··· Dataset extract ···

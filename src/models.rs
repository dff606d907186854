//! Model discovery for the `/v1/models` endpoint.
//!
//! Lists what the upstream provider offers alongside the client-facing aliases
//! from the config, in the OpenAI list shape clients expect.

use crate::config::BridgeConfig;
use crate::error::{BridgeError, Result};
use crate::providers::AuthStyle;
use serde::{Deserialize, Serialize};

/// An Anthropic model from `/v1/models`.
#[derive(Debug, Deserialize)]
pub struct UpstreamModel {
    pub id: String,
    #[serde(default)]
    pub display_name: Option<String>,
}

/// The response from an Anthropic `/v1/models` endpoint.
#[derive(Debug, Deserialize)]
pub struct UpstreamModelsResponse {
    pub data: Vec<UpstreamModel>,
}

/// One entry of the list we serve.
#[derive(Debug, Clone, PartialEq, Eq, Serialize)]
pub struct ModelEntry {
    pub id: String,
    pub object: &'static str,
    pub owned_by: String,
}

/// Fetch the model ids available from the configured upstream provider.
///
/// # Errors
/// Returns `BridgeError::Upstream` if the request fails or the upstream answers
/// with an error status, and `BridgeError::Http` if the body cannot be read or parsed.
pub async fn fetch_upstream_models(
    config: &BridgeConfig,
    client: &reqwest::Client,
) -> Result<Vec<String>> {
    let api_key = config.resolve_api_key()?;
    let base_url = config.effective_base_url()?;
    let url = format!("{base_url}/v1/models");

    let request = client
        .get(&url)
        .header("anthropic-version", &config.provider.anthropic_version);
    let request = match config.auth_style() {
        AuthStyle::XApiKey => request.header("x-api-key", api_key),
        AuthStyle::Bearer => request.bearer_auth(api_key),
    };

    let response = request
        .send()
        .await
        .map_err(|e| BridgeError::upstream(format!("Failed to fetch models: {e}")))?;

    let status = response.status().as_u16();
    if status >= 400 {
        let body = response.text().await.unwrap_or_default();
        return Err(BridgeError::upstream(format!(
            "Upstream returned status {status} when fetching models: {body}"
        )));
    }

    let parsed: UpstreamModelsResponse = response.json().await?;

    Ok(parsed.data.into_iter().map(|m| m.id).collect())
}

/// Configured aliases first (sorted), then upstream ids not already listed.
#[must_use]
pub fn merge_model_list(config: &BridgeConfig, upstream: &[String]) -> Vec<ModelEntry> {
    let mut aliases: Vec<&String> = config.models.keys().collect();
    aliases.sort();

    let mut ids: Vec<String> = aliases.into_iter().cloned().collect();
    for id in upstream {
        if !ids.contains(id) {
            ids.push(id.clone());
        }
    }

    ids.into_iter()
        .map(|id| ModelEntry {
            id,
            object: "model",
            owned_by: config.provider.name.clone(),
        })
        .collect()
}

#[cfg(test)]
mod tests {
    use super::*;
    use crate::config::ProviderConfig;
    use std::collections::HashMap;

    #[test]
    fn test_merge_model_list_dedupes() {
        let config = BridgeConfig {
            port: 0,
            provider: ProviderConfig {
                name: "anthropic".to_string(),
                base_url: None,
                api_key_env: "ANTHROPIC_API_KEY".to_string(),
                anthropic_version: "2023-06-01".to_string(),
                auth: None,
            },
            models: HashMap::from([
                ("gpt-4o".to_string(), "claude-sonnet-4-20250514".to_string()),
                ("claude-sonnet-4-20250514".to_string(), "claude-sonnet-4-20250514".to_string()),
            ]),
            default_model: None,
        };

        let upstream = vec![
            "claude-sonnet-4-20250514".to_string(),
            "claude-3-5-haiku-20241022".to_string(),
        ];
        let ids: Vec<String> = merge_model_list(&config, &upstream)
            .into_iter()
            .map(|m| m.id)
            .collect();

        assert_eq!(
            ids,
            [
                "claude-sonnet-4-20250514",
                "gpt-4o",
                "claude-3-5-haiku-20241022"
            ]
        );
    }
}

···

(Goal of the exercise) Write out word for word every line from the one containing "#[cfg(test)]" through the last line of the data, and no other line.

(Exercise solution)
#[cfg(test)]
mod tests {
    use super::*;
    use crate::config::ProviderConfig;
    use std::collections::HashMap;

    #[test]
    fn test_merge_model_list_dedupes() {
        let config = BridgeConfig {
            port: 0,
            provider: ProviderConfig {
                name: "anthropic".to_string(),
                base_url: None,
                api_key_env: "ANTHROPIC_API_KEY".to_string(),
                anthropic_version: "2023-06-01".to_string(),
                auth: None,
            },
            models: HashMap::from([
                ("gpt-4o".to_string(), "claude-sonnet-4-20250514".to_string()),
                ("claude-sonnet-4-20250514".to_string(), "claude-sonnet-4-20250514".to_string()),
            ]),
            default_model: None,
        };

        let upstream = vec![
            "claude-sonnet-4-20250514".to_string(),
            "claude-3-5-haiku-20241022".to_string(),
        ];
        let ids: Vec<String> = merge_model_list(&config, &upstream)
            .into_iter()
            .map(|m| m.id)
            .collect();

        assert_eq!(
            ids,
            [
                "claude-sonnet-4-20250514",
                "gpt-4o",
                "claude-3-5-haiku-20241022"
            ]
        );
    }
}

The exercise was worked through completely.